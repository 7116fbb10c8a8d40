use std::sync::atomic::{AtomicU64, Ordering};

use crate::shell::{InputMode, Line, LineKind};

static VERSION_COUNTER: AtomicU64 = AtomicU64::new(0);

pub fn next_version() -> u64 {
    VERSION_COUNTER.fetch_add(1, Ordering::Relaxed)
}

/// Immutable snapshot handed to the render thread.
#[derive(Debug, Clone)]
pub struct RenderState {
    pub version: u64,
    pub lines: Vec<Line>,
    pub mode: InputMode,
    /// Label in front of the input field.
    pub prompt: String,
    /// Input as displayed; already masked for secrets.
    pub input: String,
    /// Lines scrolled up from the bottom.
    pub scroll: usize,
}

impl Default for RenderState {
    fn default() -> Self {
        Self {
            version: 0,
            lines: Vec::new(),
            mode: InputMode::Command,
            prompt: "$".to_string(),
            input: String::new(),
            scroll: 0,
        }
    }
}

/// One transcript line as plain text, for headless output.
pub fn plain_text(line: &Line) -> String {
    match line.kind {
        LineKind::EchoedCommand => format!("$ {}", line.text),
        LineKind::Answer => format!("> {}", line.text),
        LineKind::Info | LineKind::Success | LineKind::Raw => line.text.clone(),
        LineKind::Error => format!("! {}", line.text),
    }
}
use serde::{Deserialize, Serialize};
use std::fs;
use std::path::{Path, PathBuf};
use std::time::Duration;

use crate::{flog_debug, Error, Result};

const DEFAULT_API_BASE: &str = "http://localhost:8080";
const DEFAULT_USER: &str = "user";
const DEFAULT_TIMEOUT_SECS: u64 = 15;

#[derive(Debug, Clone, Serialize, Deserialize, Default, PartialEq)]
pub struct Config {
    /// Base URL of the portfolio server; endpoints live under `/api`.
    pub api_base: Option<String>,
    /// Name shown in the elevation prompt label.
    pub user: Option<String>,
    /// Link rendered by the `neofetch | less` easter egg.
    pub qr_code_link: Option<String>,
    pub request_timeout_secs: Option<u64>,
}

impl Config {
    pub fn folio_dir() -> Result<PathBuf> {
        Ok(dirs::home_dir().ok_or(Error::NoHomeDir)?.join(".folio"))
    }

    pub fn config_path() -> Result<PathBuf> {
        Ok(Self::folio_dir()?.join("folio.toml"))
    }

    pub fn effective_api_base(&self) -> &str {
        self.api_base
            .as_deref()
            .unwrap_or(DEFAULT_API_BASE)
            .trim_end_matches('/')
    }

    pub fn effective_user(&self) -> &str {
        self.user.as_deref().unwrap_or(DEFAULT_USER)
    }

    pub fn request_timeout(&self) -> Duration {
        Duration::from_secs(self.request_timeout_secs.unwrap_or(DEFAULT_TIMEOUT_SECS))
    }

    pub fn load() -> Result<Self> {
        Self::load_from(&Self::config_path()?)
    }

    pub fn load_from(path: &Path) -> Result<Self> {
        flog_debug!("Config::load path={}", path.display());
        if !path.exists() {
            flog_debug!("Config file not found, using defaults");
            return Ok(Self::default());
        }
        let config: Self = toml::from_str(&fs::read_to_string(path)?)?;
        flog_debug!(
            "Config loaded: api_base={}, user={}",
            config.effective_api_base(),
            config.effective_user()
        );
        Ok(config)
    }

    pub fn save(&self) -> Result<()> {
        self.save_to(&Self::config_path()?)
    }

    pub fn save_to(&self, path: &Path) -> Result<()> {
        if let Some(dir) = path.parent() {
            if !dir.exists() {
                flog_debug!("Creating config directory: {}", dir.display());
                fs::create_dir_all(dir)?;
            }
        }
        fs::write(path, toml::to_string_pretty(self)?)?;
        flog_debug!("Config saved to {}", path.display());
        Ok(())
    }
}
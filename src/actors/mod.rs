//! Actor system for background tasks.
//!
//! Each actor is an independent tokio task that communicates with the front
//! end via message passing. The only actor today owns the [`Shell`]: the
//! shell runs on a single task so command handlers never overlap.
//!
//! NOTE: Keyboard input is handled synchronously in the logic thread,
//! not via an actor, for minimum latency.
//!
//! [`Shell`]: crate::shell::Shell

pub mod shell;

use tokio_util::sync::CancellationToken;

pub use shell::{ShellActor, ShellHandle, ShellInput};

/// Handle to a running actor, used for graceful shutdown.
pub struct ActorHandle {
    cancel: CancellationToken,
}

impl ActorHandle {
    /// Create a new actor handle with a cancellation token.
    pub fn new(cancel: CancellationToken) -> Self {
        Self { cancel }
    }

    /// Signal the actor to shut down gracefully.
    pub fn shutdown(&self) {
        self.cancel.cancel();
    }

    /// Check if shutdown has been requested.
    pub fn is_cancelled(&self) -> bool {
        self.cancel.is_cancelled()
    }
}
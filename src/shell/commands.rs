//! Built-in command set.

use futures::FutureExt;

use crate::api::{normalize_paths, BlogDraft};
use crate::util::pick_file;
use crate::{flog_debug, flog_warn, Result};

use super::registry::{CommandContext, CommandDescriptor, HandlerFuture, Registry};

const BANNER: &[&str] = &[
    "\x1b[38;5;208m  ___     _ _\x1b[0m",
    "\x1b[38;5;208m | __|__ | (_)___\x1b[0m",
    "\x1b[38;5;208m | _/ _ \\| | / _ \\\x1b[0m",
    "\x1b[38;5;208m |_|\\___/|_|_\\___/\x1b[0m",
    "",
];

pub const BUILTIN: &[CommandDescriptor] = &[
    CommandDescriptor::new("help", "Show this help message", help),
    CommandDescriptor::new("version", "Show the current server version", version),
    CommandDescriptor::new("clear", "Clear the terminal output", clear),
    CommandDescriptor::new("neofetch", "Show system info", neofetch),
    CommandDescriptor::new("neofetch | less", "Show system info, paged", neofetch_paged).hidden(),
    CommandDescriptor::new("help-elevated", "List privileged commands", help_elevated).elevated(),
    CommandDescriptor::new(
        "update-server",
        "Update the server to the latest available version",
        update_server,
    )
    .elevated(),
    CommandDescriptor::new(
        "authenticate",
        "Unlock the analytics dashboard",
        authenticate,
    )
    .elevated(),
    CommandDescriptor::new("purge-cache", "Purge selected paths from the CDN cache", purge_cache)
        .elevated(),
    CommandDescriptor::new("purge-all-cache", "Purge the whole CDN cache", purge_all_cache)
        .elevated(),
    CommandDescriptor::new("post-blog", "Publish a blog post from a markdown file", post_blog)
        .elevated(),
];

/// The registry shipped with the binary.
pub fn builtin_registry() -> Result<Registry> {
    Registry::new(BUILTIN.iter().copied())
}

fn help(ctx: CommandContext) -> HandlerFuture {
    async move {
        ctx.out.info("Usage:");
        for d in ctx.registry.listed(false) {
            ctx.out.info(format!("- {}: {}", d.name, d.summary));
        }
        ctx.out
            .info("Privileged commands run with 'elevate <command>'.");
        Ok(())
    }
    .boxed()
}

fn help_elevated(ctx: CommandContext) -> HandlerFuture {
    async move {
        ctx.out.info("Privileged commands:");
        for d in ctx.registry.listed(true) {
            ctx.out.info(format!("- {}: {}", d.name, d.summary));
        }
        Ok(())
    }
    .boxed()
}

fn version(ctx: CommandContext) -> HandlerFuture {
    async move {
        match ctx.api.version().await {
            Ok(v) => ctx.out.info(format!("Version: {v}")),
            Err(e) => {
                flog_warn!("version: {}", e);
                ctx.out.error("Failed to fetch version");
            }
        }
        Ok(())
    }
    .boxed()
}

fn clear(ctx: CommandContext) -> HandlerFuture {
    async move {
        ctx.out.clear();
        Ok(())
    }
    .boxed()
}

fn neofetch(ctx: CommandContext) -> HandlerFuture {
    async move {
        ctx.out
            .error("Error: Not enough screen real estate. Try piping to less.");
        Ok(())
    }
    .boxed()
}

fn neofetch_paged(ctx: CommandContext) -> HandlerFuture {
    async move {
        ctx.out.clear();
        for line in BANNER {
            ctx.out.raw(*line);
        }
        match ctx.config.qr_code_link.as_deref() {
            Some(link) => ctx.out.raw(format!("Portfolio QR code: {link}")),
            None => ctx.out.raw("QR Code not available"),
        }
        Ok(())
    }
    .boxed()
}

fn update_server(ctx: CommandContext) -> HandlerFuture {
    async move {
        let elevation = ctx.elevation()?;
        match ctx.api.update_server(elevation).await {
            Ok(()) => ctx.out.success("Server will be updated shortly..."),
            Err(e) => {
                flog_warn!("update-server: {}", e);
                ctx.out.error("Failed to schedule server update.");
            }
        }
        Ok(())
    }
    .boxed()
}

fn authenticate(ctx: CommandContext) -> HandlerFuture {
    async move {
        let elevation = ctx.elevation()?;
        match ctx.api.authenticate(elevation).await {
            Ok(token) => ctx.out.success(format!(
                "Analytics unlocked: {}/analytics?token={}",
                ctx.config.effective_api_base(),
                token
            )),
            Err(e) => {
                flog_warn!("authenticate: {}", e);
                ctx.out.error("Failed to authenticate.");
            }
        }
        Ok(())
    }
    .boxed()
}

fn purge_cache(ctx: CommandContext) -> HandlerFuture {
    async move {
        let elevation = ctx.elevation()?;
        let answer = ctx.ask("Paths to purge (space separated):").await?;
        let paths = normalize_paths(answer.split_whitespace());
        if paths.is_empty() {
            ctx.out.error("No paths given, nothing purged.");
            return Ok(());
        }

        flog_debug!("purge-cache: {} paths", paths.len());
        match ctx.api.purge_cache(elevation, &paths).await {
            Ok(()) => ctx
                .out
                .success(format!("Purged {} path(s) from the cache.", paths.len())),
            Err(e) => {
                flog_warn!("purge-cache: {}", e);
                ctx.out.error("Cache purge failed.");
            }
        }
        Ok(())
    }
    .boxed()
}

fn purge_all_cache(ctx: CommandContext) -> HandlerFuture {
    async move {
        let elevation = ctx.elevation()?;
        match ctx.api.purge_all_cache(elevation).await {
            Ok(()) => ctx.out.success("Entire cache purged."),
            Err(e) => {
                flog_warn!("purge-all-cache: {}", e);
                ctx.out.error("Cache purge failed.");
            }
        }
        Ok(())
    }
    .boxed()
}

fn post_blog(ctx: CommandContext) -> HandlerFuture {
    async move {
        let elevation = ctx.elevation()?;

        let title = ctx.ask("Title:").await?;
        if title.is_empty() {
            ctx.out.error("Blog title is required.");
            return Ok(());
        }
        let summary = ctx.ask("Summary:").await?;
        let path = ctx.ask("Markdown file:").await?;

        let content = match pick_file(path.as_str()).await {
            Ok(file) => file,
            Err(e) => {
                ctx.out.error(format!("Could not read {path}: {e}"));
                return Ok(());
            }
        };

        let draft = BlogDraft {
            title,
            summary,
            content,
        };
        match ctx.api.post_blog(elevation, draft).await {
            Ok(()) => ctx.out.success("Blog post published."),
            Err(e) => {
                flog_warn!("post-blog: {}", e);
                ctx.out.error("Failed to publish blog post.");
            }
        }
        Ok(())
    }
    .boxed()
}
::::::
## EXERCISE
Find the string "impl" in the entries above and return each line that holds it.

## SOLUTION
impl Default for RenderState {
impl Config {
impl ActorHandle {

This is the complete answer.